Task item
The task calls for each line of the records below in which the word "quantity" appears.

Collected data
#####
impl Engine {
    /// Opens the ledger store and starts the notification dispatcher.
    ///
    /// Must be called inside a Tokio runtime.
    pub async fn start(config: &EngineConfig) -> EngineResult<Self> {
        let db = Database::new(config.db_config()).await?;
        Ok(Self::with_database(db, config))
    }

    /// Wraps an open database; spawns the dispatcher task.
    pub fn with_database(db: Database, config: &EngineConfig) -> Self {
        let (events, dispatcher, notifier) = pipeline(
            config.notifications.queue_capacity,
            config.notifications.broadcast_capacity,
        );
        tokio::spawn(dispatcher.run());

        let retry = RetryPolicy::new(config.engine.max_conflict_retries, config.retry_backoff());
        info!(
            max_attempts = retry.max_attempts,
            backoff_ms = config.engine.retry_backoff_ms,
            "Engine started"
        );

        Engine {
            db,
            retry,
            events,
            notifier,
        }
    }

    /// The underlying store, for catalog maintenance and seeding.
    pub fn database(&self) -> &Database {
        &self.db
    }

    /// Subscribes to post-commit events for `channel`.
    pub fn subscribe(&self, channel: Channel) -> Subscription {
        self.notifier.subscribe(channel)
    }

    /// Stops the dispatcher after flushing queued events.
    pub async fn shutdown(&self) {
        self.notifier.shutdown().await;
    }

    // =========================================================================
    // Sale Engine
    // =========================================================================

    /// Commits a sale: price floors, stock deduction, payment reconciliation
    /// and credit classification, all or nothing.
    pub async fn create_sale(&self, new_sale: &NewSale, actor: &Actor) -> EngineResult<SaleDetail> {
        validate_new_sale(new_sale)?;

        let sales = self.db.sales();
        let receipt = self
            .retry
            .run("create_sale", || sales.create_sale(new_sale, actor))
            .await?;

        let sale = &receipt.detail.sale;
        let mut events = vec![EngineEvent::SaleCreated(SaleCreated::from(sale))];
        events.extend(stock_events(&receipt.stock, StockMovementType::Sale, Some(&sale.id)));
        events.extend(receipt.low_stock.iter().cloned().map(EngineEvent::LowStockAlert));
        self.events.publish_all(events);

        Ok(receipt.detail)
    }

    // =========================================================================
    // Credit Ledger
    // =========================================================================

    /// Records a settlement against a credit sale.
    pub async fn record_credit_payment(
        &self,
        sale_id: &str,
        amount: Money,
        method: PaymentMethod,
        actor: &Actor,
    ) -> EngineResult<CreditSettlement> {
        validate_payment_amount(amount)?;

        let credit = self.db.credit();
        let settlement = self
            .retry
            .run("record_credit_payment", || {
                credit.record_payment(sale_id, amount, method, actor)
            })
            .await?;

        self.events
            .publish(EngineEvent::CreditPaymentRecorded(CreditPaymentRecorded {
                sale_id: settlement.sale.id.clone(),
                receipt_number: settlement.sale.receipt_number.clone(),
                branch_id: settlement.sale.branch_id.clone(),
                amount,
                balance: settlement.balance,
                credit_status: settlement.sale.credit_status,
            }));

        Ok(settlement)
    }

    // =========================================================================
    // Reversal Workflow
    // =========================================================================

    /// Opens a reversal request; no stock moves yet.
    pub async fn request_reversal(&self, sale_id: &str, reason: &str, actor: &Actor) -> EngineResult<Sale> {
        let reversals = self.db.reversals();
        let sale = self
            .retry
            .run("request_reversal", || reversals.request(sale_id, reason, actor))
            .await?;

        self.events
            .publish(EngineEvent::ReversalRequested(ReversalRequested {
                sale_id: sale.id.clone(),
                receipt_number: sale.receipt_number.clone(),
                branch_id: sale.branch_id.clone(),
                reason: reason.trim().to_string(),
                requested_by: actor.user_id.clone(),
            }));

        Ok(sale)
    }

    /// Approves (restoring stock) or rejects a pending reversal.
    pub async fn decide_reversal(
        &self,
        sale_id: &str,
        decision: ReversalDecision,
        admin_notes: Option<&str>,
        actor: &Actor,
    ) -> EngineResult<ReversalOutcome> {
        let reversals = self.db.reversals();
        let outcome = self
            .retry
            .run("decide_reversal", || {
                reversals.decide(sale_id, decision, admin_notes, actor)
            })
            .await?;

        let sale = &outcome.sale;
        let mut events = vec![EngineEvent::ReversalDecision(ReversalDecided {
            sale_id: sale.id.clone(),
            receipt_number: sale.receipt_number.clone(),
            branch_id: sale.branch_id.clone(),
            decision,
            decided_by: actor.user_id.clone(),
            admin_notes: sale.admin_notes.clone(),
        })];
        events.extend(stock_events(&outcome.restored, StockMovementType::Return, Some(&sale.id)));
        self.events.publish_all(events);

        Ok(outcome)
    }

    // =========================================================================
    // Inventory Guard
    // =========================================================================

    /// Manual restock, including closed-loop completion of pending transfers
    /// out of the restocked branch.
    pub async fn restock(
        &self,
        product_id: &str,
        branch_id: &str,
        quantity: i64,
        actor: &Actor,
    ) -> EngineResult<RestockOutcome> {
        let inventory = self.db.inventory();
        let outcome = self
            .retry
            .run("restock", || inventory.restock(product_id, branch_id, quantity, actor))
            .await?;

        let mut events = stock_events(
            std::slice::from_ref(&outcome.change),
            StockMovementType::Restock,
            None,
        );
        events.extend(outcome.auto_completed.iter().map(|done| {
            EngineEvent::TransferStatusChanged(TransferStatusChanged::new(
                &done.transfer,
                Some(done.previous),
            ))
        }));
        self.events.publish_all(events);

        Ok(outcome)
    }

    /// Sets the branch selling price and/or low-stock threshold of a product.
    pub async fn set_branch_overrides(
        &self,
        product_id: &str,
        branch_id: &str,
        selling_price: Option<Money>,
        low_stock_threshold: Option<i64>,
    ) -> EngineResult<InventoryRecord> {
        let inventory = self.db.inventory();
        self.retry
            .run("set_branch_overrides", || {
                inventory.set_branch_overrides(product_id, branch_id, selling_price, low_stock_threshold)
            })
            .await
    }

    // =========================================================================
    // Transfer Workflow
    // =========================================================================

    /// Opens a transfer request (REQUESTED).
    pub async fn request_transfer(&self, new_transfer: &NewTransfer, actor: &Actor) -> EngineResult<TransferDetail> {
        let transfers = self.db.transfers();
        let outcome = self
            .retry
            .run("request_transfer", || transfers.request(new_transfer, actor))
            .await?;
        Ok(self.announce_transfer(outcome, None).await)
    }

    /// REQUESTED → APPROVED, with per-item approved quantities.
    pub async fn approve_transfer(
        &self,
        transfer_id: &str,
        approved: &[TransferLineInput],
        actor: &Actor,
    ) -> EngineResult<TransferDetail> {
        let transfers = self.db.transfers();
        let outcome = self
            .retry
            .run("approve_transfer", || transfers.approve(transfer_id, approved, actor))
            .await?;
        Ok(self.announce_transfer(outcome, None).await)
    }

    /// APPROVED → PACKED.
    pub async fn pack_transfer(&self, transfer_id: &str, actor: &Actor) -> EngineResult<TransferDetail> {
        let transfers = self.db.transfers();
        let outcome = self
            .retry
            .run("pack_transfer", || transfers.pack(transfer_id, actor))
            .await?;
        Ok(self.announce_transfer(outcome, None).await)
    }

    /// PACKED → DISPATCHED, deducting approved quantities at the source.
    pub async fn dispatch_transfer(
        &self,
        transfer_id: &str,
        parcel_tracking: Option<&str>,
        actor: &Actor,
    ) -> EngineResult<TransferDetail> {
        let transfers = self.db.transfers();
        let outcome = self
            .retry
            .run("dispatch_transfer", || {
                transfers.dispatch(transfer_id, parcel_tracking, actor)
            })
            .await?;
        Ok(self
            .announce_transfer(outcome, Some(StockMovementType::TransferOut))
            .await)
    }

    /// DISPATCHED → RECEIVED or RECEIVED_WITH_DISCREPANCY, crediting the
    /// destination with what arrived.
    pub async fn receive_transfer(
        &self,
        transfer_id: &str,
        received: &[ReceivedItem],
        discrepancy_notes: Option<&str>,
        actor: &Actor,
    ) -> EngineResult<TransferDetail> {
        let transfers = self.db.transfers();
        let outcome = self
            .retry
            .run("receive_transfer", || {
                transfers.receive(transfer_id, received, discrepancy_notes, actor)
            })
            .await?;
        Ok(self
            .announce_transfer(outcome, Some(StockMovementType::TransferIn))
            .await)
    }

    /// Cancels a non-terminal transfer; dispatched stock goes back to the
    /// source.
    pub async fn cancel_transfer(&self, transfer_id: &str, reason: &str, actor: &Actor) -> EngineResult<TransferDetail> {
        let transfers = self.db.transfers();
        let outcome = self
            .retry
            .run("cancel_transfer", || transfers.cancel(transfer_id, reason, actor))
            .await?;
        Ok(self
            .announce_transfer(outcome, Some(StockMovementType::TransferReturn))
            .await)
    }

    /// Publishes the status change and any stock movement of a committed
    /// transfer step.
    async fn announce_transfer(
        &self,
        outcome: TransferOutcome,
        movement: Option<StockMovementType>,
    ) -> TransferDetail {
        let transfer = &outcome.detail.transfer;
        let mut events = vec![EngineEvent::TransferStatusChanged(TransferStatusChanged::new(
            transfer,
            outcome.previous,
        ))];

        if let Some(movement) = movement {
            events.extend(stock_events(&outcome.stock, movement, Some(&transfer.id)));
            if movement == StockMovementType::TransferOut {
                events.extend(
                    self.low_stock_after(&outcome.stock)
                        .await
                        .into_iter()
                        .map(EngineEvent::LowStockAlert),
                );
            }
        }

        self.events.publish_all(events);
        outcome.detail
    }

    /// Rows that a committed deduction left at or below threshold.
    ///
    /// Runs after commit; a failed lookup skips the alert.
    async fn low_stock_after(&self, stock: &[StockChange]) -> Vec<LowStockItem> {
        let catalog = self.db.catalog();
        let mut low = Vec::new();
        for change in stock {
            let product = match catalog.get_product(&change.product_id).await {
                Ok(Some(product)) => product,
                Ok(None) => continue,
                Err(e) => {
                    warn!(product_id = %change.product_id, error = %e, "Skipping low-stock check");
                    continue;
                }
            };
            let threshold = threshold_for(change, product.low_stock_threshold);
            if duka_core::inventory::low_stock_check(change.after.quantity, threshold) {
                low.push(LowStockItem {
                    product_id: product.id,
                    product_name: product.name,
                    branch_id: change.branch_id.clone(),
                    quantity: change.after.quantity,
                    threshold,
                });
            }
        }
        low
    }

    // =========================================================================
    // Read Models
    // =========================================================================

    /// Sale with items, payments, settlements and outstanding balance.
    pub async fn get_sale(&self, sale_id: &str) -> EngineResult<SaleDetail> {
        debug!(sale_id, "Loading sale");
        Ok(self.db.sales().get_detail(sale_id).await?)
    }

    /// Outstanding debt on a sale; zero for non-credit sales.
    pub async fn credit_balance(&self, sale_id: &str) -> EngineResult<Money> {
        Ok(self.db.credit().balance(sale_id).await?)
    }

    /// Credit sales of a branch that still carry debt.
    pub async fn list_outstanding_credit(&self, branch_id: &str) -> EngineResult<Vec<OutstandingCredit>> {
        Ok(self.db.credit().list_outstanding(branch_id).await?)
    }

    /// Transfer with its items.
    pub async fn get_transfer(&self, transfer_id: &str) -> EngineResult<TransferDetail> {
        Ok(self.db.transfers().get(transfer_id).await?)
    }

    /// Transfers into or out of a branch, optionally in one status.
    pub async fn list_transfers(
        &self,
        branch_id: &str,
        status: Option<TransferStatus>,
    ) -> EngineResult<Vec<Transfer>> {
        Ok(self.db.transfers().list(branch_id, status).await?)
    }

    /// Inventory row of a product at a branch; `None` means nothing stocked.
    pub async fn inventory_level(&self, product_id: &str, branch_id: &str) -> EngineResult<Option<InventoryRecord>> {
        Ok(self.db.inventory().get(product_id, branch_id).await?)
    }

    /// Products at or below threshold at a branch.
    pub async fn list_low_stock(&self, branch_id: &str) -> EngineResult<Vec<LowStockItem>> {
        Ok(self.db.inventory().list_low_stock(branch_id).await?)
    }

    /// Audit entries of one entity, oldest first.
    pub async fn audit_trail(&self, entity_type: EntityType, entity_id: &str) -> EngineResult<Vec<AuditEntry>> {
        Ok(self.db.audit().trail(entity_type, entity_id).await?)
    }
}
#####
Solution
        quantity: i64,
            .run("restock", || inventory.restock(product_id, branch_id, quantity, actor))
            if duka_core::inventory::low_stock_check(change.after.quantity, threshold) {
                    quantity: change.after.quantity,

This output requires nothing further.